● **Material for this exercise**:
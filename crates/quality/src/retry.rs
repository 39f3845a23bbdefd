use std::future::Future;
use std::time::Duration;

#[derive(Debug, Clone)]
pub struct RetryConfig {
    pub max_attempts: u32,
    pub base_delay: Duration,
}

impl Default for RetryConfig {
    fn default() -> Self {
        Self {
            max_attempts: 2,
            base_delay: Duration::from_millis(50),
        }
    }
}

/// Retries `f` with exponential backoff up to `config.max_attempts` total
/// tries. Used around the neural backend's inference call, which is the
/// only scorer with a transient-failure mode worth retrying (the heuristic
/// backend cannot fail).
pub async fn with_retry<F, Fut, T, E>(config: &RetryConfig, mut f: F) -> Result<T, E>
where
    F: FnMut() -> Fut,
    Fut: Future<Output = Result<T, E>>,
{
    let mut attempt = 0;
    loop {
        attempt += 1;
        match f().await {
            Ok(value) => return Ok(value),
            Err(err) => {
                if attempt >= config.max_attempts {
                    return Err(err);
                }
                let delay = config.base_delay * 2u32.pow(attempt - 1);
                tokio::time::sleep(delay).await;
            }
        }
    }
}

#[cfg(test)]
mod tests {
    use super::*;
    use std::sync::atomic::{AtomicU32, Ordering};

    #[tokio::test]
    async fn retries_until_success() {
        let attempts = AtomicU32::new(0);
        let config = RetryConfig {
            max_attempts: 3,
            base_delay: Duration::from_millis(1),
        };
        let result: Result<u32, &str> = with_retry(&config, || {
            let n = attempts.fetch_add(1, Ordering::SeqCst);
            async move {
                if n < 2 {
                    Err("transient")
                } else {
                    Ok(42)
                }
            }
        })
        .await;
        assert_eq!(result, Ok(42));
    }

    #[tokio::test]
    async fn gives_up_after_max_attempts() {
        let config = RetryConfig {
            max_attempts: 2,
            base_delay: Duration::from_millis(1),
        };
        let result: Result<u32, &str> = with_retry(&config, || async { Err("nope") }).await;
        assert_eq!(result, Err("nope"));
    }
}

● **What the exercise asks**: Reproduce the data. Match each line exactly.

● **Exercise answer**:
filename crates/quality/src/retry.rs
repository 39f3845a23bbdefd
use std::future::Future;
use std::time::Duration;

#[derive(Debug, Clone)]
pub struct RetryConfig {
    pub max_attempts: u32,
    pub base_delay: Duration,
}

impl Default for RetryConfig {
    fn default() -> Self {
        Self {
            max_attempts: 2,
            base_delay: Duration::from_millis(50),
        }
    }
}

/// Retries `f` with exponential backoff up to `config.max_attempts` total
/// tries. Used around the neural backend's inference call, which is the
/// only scorer with a transient-failure mode worth retrying (the heuristic
/// backend cannot fail).
pub async fn with_retry<F, Fut, T, E>(config: &RetryConfig, mut f: F) -> Result<T, E>
where
    F: FnMut() -> Fut,
    Fut: Future<Output = Result<T, E>>,
{
    let mut attempt = 0;
    loop {
        attempt += 1;
        match f().await {
            Ok(value) => return Ok(value),
            Err(err) => {
                if attempt >= config.max_attempts {
                    return Err(err);
                }
                let delay = config.base_delay * 2u32.pow(attempt - 1);
                tokio::time::sleep(delay).await;
            }
        }
    }
}

#[cfg(test)]
mod tests {
    use super::*;
    use std::sync::atomic::{AtomicU32, Ordering};

    #[tokio::test]
    async fn retries_until_success() {
        let attempts = AtomicU32::new(0);
        let config = RetryConfig {
            max_attempts: 3,
            base_delay: Duration::from_millis(1),
        };
        let result: Result<u32, &str> = with_retry(&config, || {
            let n = attempts.fetch_add(1, Ordering::SeqCst);
            async move {
                if n < 2 {
                    Err("transient")
                } else {
                    Ok(42)
                }
            }
        })
        .await;
        assert_eq!(result, Ok(42));
    }

    #[tokio::test]
    async fn gives_up_after_max_attempts() {
        let config = RetryConfig {
            max_attempts: 2,
            base_delay: Duration::from_millis(1),
        };
        let result: Result<u32, &str> = with_retry(&config, || async { Err("nope") }).await;
        assert_eq!(result, Err("nope"));
    }
}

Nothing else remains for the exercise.